A final do Campeonato Baiano de 2026 será decidida em partida única entre Esporte Clube Bahia e Esporte Clube Vitória, no próximo domingo (8), na Arena Fonte Nova, em Salvador. O confronto marcará o Ba-Vi de número 506 da história e ocorre após a classificação do Vitória diante da Esporte Clube Jacuipense.
Às vésperas da decisão, o presidente do Vitória, Fábio Mota, informou que solicitará aos órgãos competentes a liberação de torcida mista para o clássico. Segundo o dirigente, o formato de jogo único justificaria a presença das duas torcidas no estádio, considerando que haverá apenas um confronto na final deste ano.
O pedido foi direcionado ao Ministério Público da Bahia (MP-BA), ao Governo do Estado, à Secretaria de Segurança Pública (SSP) e ao comando da Polícia Militar. A proposta prevê a adoção de protocolos de segurança que garantam a realização do evento com redução de riscos.
Em nota, o MP-BA informou que a eventual autorização dependerá da comprovação, pelos órgãos responsáveis pela segurança e logística, de que estão assegurados os mecanismos de prevenção à violência. A SSP também destacou a experiência das forças de segurança na condução de grandes eventos esportivos, com atuação de unidades ordinárias e especializadas e suporte tecnológico. O órgão lembrou ainda a participação da Bahia em competições internacionais realizadas no país, como Copa do Mundo, Copa das Confederações e Jogos Olímpicos.
Por outro lado, o Bahia mantém posicionamento contrário à liberação de torcida mista. Conforme apuração, o clube entende que não houve mudanças suficientes no cenário que justifiquem a revisão da política atual. Com a melhor campanha no estadual, o Tricolor garantiu o mando de campo e, de acordo com o regulamento vigente, tem direito à presença exclusiva de sua torcida nas arquibancadas.
A política de torcida única nos clássicos baianos está em vigor desde 2017. Desde então, 31 edições do Ba-Vi foram disputadas nesse formato.

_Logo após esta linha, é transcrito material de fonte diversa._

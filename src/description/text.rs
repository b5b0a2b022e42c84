//! Content description with a raw and an operation mode.

use std::collections::BTreeMap;
use std::fmt;

use serde::{Deserialize, Serialize};

/// Content given either verbatim or through a named operation.
///
/// Serialized as a bare string for raw content, or as a single-entry map
/// `{ "<operation>": "<value>" }` otherwise:
///
/// ```toml
/// text = "hello"
/// file = { template = "greeting.txt" }
/// ```
#[derive(Debug, Clone, PartialEq, Eq, Deserialize, Serialize)]
#[serde(try_from = "TextContainerRepr", into = "TextContainerRepr")]
pub enum TextContainer {
    /// The value is the content.
    Raw(String),
    /// The value is interpreted by `operation`.
    Operation { operation: String, text: String },
}

impl TextContainer {
    pub fn raw(text: impl Into<String>) -> Self {
        TextContainer::Raw(text.into())
    }

    pub fn template(text: impl Into<String>) -> Self {
        Self::with_operation("template", text)
    }

    pub fn with_operation(operation: impl Into<String>, text: impl Into<String>) -> Self {
        TextContainer::Operation {
            operation: operation.into(),
            text: text.into(),
        }
    }

    pub fn is_raw_text(&self) -> bool {
        matches!(self, TextContainer::Raw(_))
    }

    /// Name of the operation, `None` in raw mode.
    pub fn operation(&self) -> Option<&str> {
        match self {
            TextContainer::Raw(_) => None,
            TextContainer::Operation { operation, .. } => Some(operation),
        }
    }

    pub fn text(&self) -> &str {
        match self {
            TextContainer::Raw(text) => text,
            TextContainer::Operation { text, .. } => text,
        }
    }
}

impl fmt::Display for TextContainer {
    fn fmt(&self, f: &mut fmt::Formatter<'_>) -> fmt::Result {
        match self {
            TextContainer::Raw(text) => write!(f, "{text:?}"),
            TextContainer::Operation { operation, text } => write!(f, "{operation}({text:?})"),
        }
    }
}

#[derive(Clone, Deserialize, Serialize)]
#[serde(untagged)]
enum TextContainerRepr {
    Raw(String),
    Operation(BTreeMap<String, String>),
}

impl TryFrom<TextContainerRepr> for TextContainer {
    type Error = String;

    fn try_from(repr: TextContainerRepr) -> Result<Self, Self::Error> {
        match repr {
            TextContainerRepr::Raw(text) => Ok(TextContainer::Raw(text)),
            TextContainerRepr::Operation(map) => {
                if map.len() != 1 {
                    return Err(format!(
                        "expected exactly one operation, found {}",
                        map.len()
                    ));
                }
                let (operation, text) = map
                    .into_iter()
                    .next()
                    .ok_or_else(|| "expected exactly one operation".to_string())?;
                Ok(TextContainer::Operation { operation, text })
            }
        }
    }
}

impl From<TextContainer> for TextContainerRepr {
    fn from(container: TextContainer) -> Self {
        match container {
            TextContainer::Raw(text) => TextContainerRepr::Raw(text),
            TextContainer::Operation { operation, text } => {
                TextContainerRepr::Operation(BTreeMap::from([(operation, text)]))
            }
        }
    }
}
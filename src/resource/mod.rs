//! Response content resources.
//!
//! # Data Flow
//! ```text
//! ResponseDescription
//!     → resolver.rs (text > file > path_resource > version)
//!     → Resource (immutable)
//!     → per request: Resource::read(context)
//!         → file.rs (FileReader) for file and path resources
//!         → template.rs (TemplateEngine) for template resources
//! ```
//!
//! # Design Decisions
//! - No caching: file-backed content is re-read on every request
//! - Template resources wrap another resource and expand its current content
//! - Collaborators are trait objects injected at resolve time

pub mod file;
pub mod resolver;
pub mod template;

use std::path::PathBuf;
use std::sync::Arc;

use axum::body::Bytes;

use crate::error::{ResponseError, TemplateError};
use crate::handler::ResponseContext;

pub use file::{FileReader, FsReader};
pub use resolver::ResourceResolver;
pub use template::{MiniJinjaEngine, TemplateEngine};

/// Resolved content provider.
#[derive(Debug, Clone)]
pub enum Resource {
    /// Literal text.
    Text(String),
    /// A file read on every request.
    File {
        path: PathBuf,
        reader: Arc<dyn FileReader>,
    },
    /// A static resource under the configured root.
    PathResource {
        name: String,
        path: PathBuf,
        reader: Arc<dyn FileReader>,
    },
    /// A version string served verbatim.
    Version(String),
    /// The expansion of another resource's content.
    Template {
        source: Box<Resource>,
        engine: Arc<dyn TemplateEngine>,
    },
}

impl Resource {
    /// Produce the content for the request held by `ctx`.
    pub fn read(&self, ctx: &ResponseContext) -> Result<Bytes, ResponseError> {
        match self {
            Resource::Text(text) => Ok(Bytes::from(text.clone())),
            Resource::Version(version) => Ok(Bytes::from(version.clone())),
            Resource::File { path, reader } | Resource::PathResource { path, reader, .. } => reader
                .read(path)
                .map(Bytes::from)
                .map_err(|source| ResponseError::Read {
                    path: path.clone(),
                    source,
                }),
            Resource::Template { source, engine } => {
                let raw = source.read(ctx)?;
                let text = std::str::from_utf8(&raw)
                    .map_err(|e| TemplateError(format!("template source is not UTF-8: {e}")))?;
                let rendered = engine.render(text, &ctx.template_context())?;
                Ok(Bytes::from(rendered))
            }
        }
    }

    /// Short name of the resource kind.
    pub fn kind(&self) -> &'static str {
        match self {
            Resource::Text(_) => "text",
            Resource::File { .. } => "file",
            Resource::PathResource { .. } => "path_resource",
            Resource::Version(_) => "version",
            Resource::Template { .. } => "template",
        }
    }
}
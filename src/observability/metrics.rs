//! Metrics collection.
//!
//! # Metrics
//! - `mock_responses_total` (counter): constructed responses by status
//! - `mock_response_duration_seconds` (histogram): construction time, latency included
//! - `mock_proxy_failover_total` (counter): failover content served
//! - `mock_construction_failures_total` (counter): failed constructions by kind
//!
//! Recorded through the `metrics` facade; without an installed recorder
//! these calls are no-ops.

use tokio::time::Instant;

pub fn record_response(status: u16, start: Instant) {
    metrics::counter!("mock_responses_total", "status" => status.to_string()).increment(1);
    metrics::histogram!("mock_response_duration_seconds").record(start.elapsed().as_secs_f64());
}

pub fn record_proxy_failover() {
    metrics::counter!("mock_proxy_failover_total").increment(1);
}

pub fn record_construction_failure(kind: &'static str) {
    metrics::counter!("mock_construction_failures_total", "kind" => kind).increment(1);
}
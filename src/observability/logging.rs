//! Structured logging.
//!
//! # Design Decisions
//! - Uses tracing crate for structured logging
//! - JSON format when configured, pretty format otherwise
//! - `RUST_LOG` wins over the configured level

use tracing_subscriber::{fmt, layer::SubscriberExt, util::SubscriberInitExt, EnvFilter};

use crate::config::ObservabilityConfig;

/// Install the global subscriber.
///
/// Returns `false` when a subscriber was already installed, which is
/// expected when several tests or embedders initialize logging.
pub fn init_logging(config: &ObservabilityConfig) -> bool {
    let filter = EnvFilter::try_from_default_env()
        .unwrap_or_else(|_| EnvFilter::new(&config.log_level));
    let registry = tracing_subscriber::registry().with(filter);

    let installed = if config.json {
        registry.with(fmt::layer().json()).try_init()
    } else {
        registry.with(fmt::layer()).try_init()
    };
    installed.is_ok()
}
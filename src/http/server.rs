//! HTTP server answering every request with one composed handler.
//!
//! # Responsibilities
//! - Create Axum Router catching every path and method
//! - Wire up middleware (request ID, tracing)
//! - Buffer request bodies up to the configured limit
//! - Hand each request to the response handler
//! - Render construction failures as 5xx responses
//!
//! No request matching happens here: the server plays the role of a
//! dispatcher that has already decided which handler applies.

use std::future::Future;
use std::sync::Arc;

use axum::{
    body::Bytes,
    extract::{rejection::BytesRejection, DefaultBodyLimit, State},
    http::{request, Request},
    response::{IntoResponse, Response},
    routing::any,
    Router,
};
use tokio::net::TcpListener;
use tower_http::{
    request_id::{MakeRequestUuid, PropagateRequestIdLayer, SetRequestIdLayer},
    trace::TraceLayer,
};

use crate::config::ListenerConfig;
use crate::handler::ResponseHandler;

/// State injected into the request handler.
#[derive(Clone)]
struct ServerState {
    handler: Arc<ResponseHandler>,
}

/// Mock HTTP server serving a single response handler.
pub struct MockServer {
    router: Router,
    config: ListenerConfig,
}

impl MockServer {
    /// Create a server answering with `handler`.
    pub fn new(handler: ResponseHandler, config: ListenerConfig) -> Self {
        let state = ServerState {
            handler: Arc::new(handler),
        };
        let router = Self::build_router(state, config.max_body_bytes);
        Self { router, config }
    }

    /// Build the Axum router with all middleware layers.
    fn build_router(state: ServerState, max_body_bytes: usize) -> Router {
        Router::new()
            .route("/{*path}", any(mock_handler))
            .route("/", any(mock_handler))
            .with_state(state)
            .layer(DefaultBodyLimit::max(max_body_bytes))
            .layer(PropagateRequestIdLayer::x_request_id())
            .layer(TraceLayer::new_for_http())
            .layer(SetRequestIdLayer::x_request_id(MakeRequestUuid))
    }

    /// The router, for serving through another transport.
    pub fn router(&self) -> Router {
        self.router.clone()
    }

    pub fn config(&self) -> &ListenerConfig {
        &self.config
    }

    /// Serve on `listener` until `shutdown` resolves.
    pub async fn run<F>(self, listener: TcpListener, shutdown: F) -> Result<(), std::io::Error>
    where
        F: Future<Output = ()> + Send + 'static,
    {
        let addr = listener.local_addr()?;
        tracing::info!(address = %addr, "Mock server starting");

        axum::serve(listener, self.router)
            .with_graceful_shutdown(shutdown)
            .await?;

        tracing::info!(address = %addr, "Mock server stopped");
        Ok(())
    }
}

/// Oversized bodies are answered with 413, unreadable ones with 400.
async fn mock_handler(
    State(state): State<ServerState>,
    parts: request::Parts,
    body: Result<Bytes, BytesRejection>,
) -> Response {
    let body = match body {
        Ok(bytes) => bytes,
        Err(rejection) => {
            tracing::warn!(
                path = %parts.uri.path(),
                status = %rejection.status(),
                error = %rejection.body_text(),
                "Rejected request body"
            );
            return rejection.into_response();
        }
    };

    match state.handler.respond(Request::from_parts(parts, body)).await {
        Ok(response) => response.into_response(),
        Err(e) => e.into_response(),
    }
}
//! Observability subsystem.
//!
//! # Data Flow
//! ```text
//! Composer and handlers produce:
//!     → logging.rs (structured log events, request id on every request event)
//!     → metrics.rs (counters, histograms)
//! ```

pub mod logging;
pub mod metrics;

pub use logging::init_logging;
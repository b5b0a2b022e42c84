//! Configuration management subsystem.
//!
//! # Data Flow
//! ```text
//! settings file (TOML)
//!     → loader.rs (parse & deserialize)
//!     → validation.rs (semantic checks)
//!     → MockConfig (validated, immutable)
//!     → HandlerComposer / MockServer / logging
//! ```
//!
//! # Design Decisions
//! - Config is immutable once loaded
//! - All fields have defaults to allow minimal configs
//! - Validation separates syntactic (serde) from semantic checks

pub mod loader;
pub mod schema;
pub mod validation;

pub use loader::{load_config, ConfigError};
pub use schema::{
    ListenerConfig, MockConfig, ObservabilityConfig, ProxyConfig, ResourceConfig,
    TemplateConfig,
};
pub use validation::{validate_config, ValidationError};
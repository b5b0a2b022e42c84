//! Shared utilities for integration testing.

use std::future::Future;
use std::net::SocketAddr;
use std::sync::Arc;

use mock_server::config::ListenerConfig;
use mock_server::{MockServer, ResponseHandler};
use tokio::io::{AsyncReadExt, AsyncWriteExt};
use tokio::net::TcpListener;
use tokio::sync::oneshot;

/// Start a programmable upstream on an ephemeral port.
///
/// `f` receives the raw request head and returns the status and body to send.
#[allow(dead_code)]
pub async fn start_programmable_backend<F, Fut>(f: F) -> SocketAddr
where
    F: Fn(String) -> Fut + Send + Sync + 'static,
    Fut: Future<Output = (u16, String)> + Send + 'static,
{
    let listener = TcpListener::bind("127.0.0.1:0").await.unwrap();
    let addr = listener.local_addr().unwrap();
    let f = Arc::new(f);

    tokio::spawn(async move {
        while let Ok((mut socket, _)) = listener.accept().await {
            let f = f.clone();
            tokio::spawn(async move {
                let mut buf = vec![0u8; 8192];
                let n = socket.read(&mut buf).await.unwrap_or(0);
                let head = String::from_utf8_lossy(&buf[..n]).into_owned();

                let (status, body) = f(head).await;
                let reason = match status {
                    200 => "OK",
                    201 => "Created",
                    404 => "Not Found",
                    500 => "Internal Server Error",
                    503 => "Service Unavailable",
                    _ => "Unknown",
                };
                let response = format!(
                    "HTTP/1.1 {} {}\r\nContent-Length: {}\r\nX-Upstream: true\r\nConnection: close\r\n\r\n{}",
                    status,
                    reason,
                    body.len(),
                    body
                );
                let _ = socket.write_all(response.as_bytes()).await;
                let _ = socket.shutdown().await;
            });
        }
    });

    addr
}

/// An address nothing listens on.
#[allow(dead_code)]
pub fn unused_addr() -> SocketAddr {
    let listener = std::net::TcpListener::bind("127.0.0.1:0").unwrap();
    listener.local_addr().unwrap()
}

/// A running mock server; dropping it shuts the server down.
pub struct RunningServer {
    pub addr: SocketAddr,
    _shutdown: oneshot::Sender<()>,
}

impl RunningServer {
    pub fn url(&self, path: &str) -> String {
        format!("http://{}{}", self.addr, path)
    }
}

/// Serve `handler` on an ephemeral port.
pub async fn start_mock_server(handler: ResponseHandler) -> RunningServer {
    let listener = TcpListener::bind("127.0.0.1:0").await.unwrap();
    let addr = listener.local_addr().unwrap();
    let (tx, rx) = oneshot::channel::<()>();

    let server = MockServer::new(handler, ListenerConfig::default());
    tokio::spawn(async move {
        let _ = server
            .run(listener, async {
                let _ = rx.await;
            })
            .await;
    });

    RunningServer {
        addr,
        _shutdown: tx,
    }
}

/// HTTP client without connection pooling or system proxies.
pub fn client() -> reqwest::Client {
    reqwest::Client::builder()
        .pool_max_idle_per_host(0)
        .no_proxy()
        .build()
        .unwrap()
}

A medida foi adotada após episódios de violência registrados antes e depois de uma partida na Arena Fonte Nova, que resultaram em detenções e na morte de um torcedor nas imediações do estádio.
Na ocasião, a Confederação Brasileira de Futebol determinou a realização dos clássicos com apenas uma torcida, atendendo recomendação do Ministério Público da Bahia. No ano seguinte, houve flexibilização após avaliação positiva das autoridades de segurança, mas novos registros de confrontos entre torcedores e incidentes envolvendo jogadores levaram à retomada da restrição.
O debate voltou a ganhar destaque após ocorrência registrada em 17 de janeiro, em Salvador, quando três pessoas foram presas em flagrante por tentativa de homicídio contra dois jovens. Segundo informações policiais, as vítimas teriam sido agredidas por integrantes de torcida organizada ligada ao Bahia, e um dos jovens utilizava camisa do Vitória no momento da agressão. O caso reforçou a discussão sobre os protocolos de segurança nos clássicos estaduais.
Com a decisão marcada para a Arena Fonte Nova, a definição sobre a presença de torcida mista deverá ocorrer antes do próximo domingo, considerando as exigências operacionais e de segurança envolvidas na organização do evento.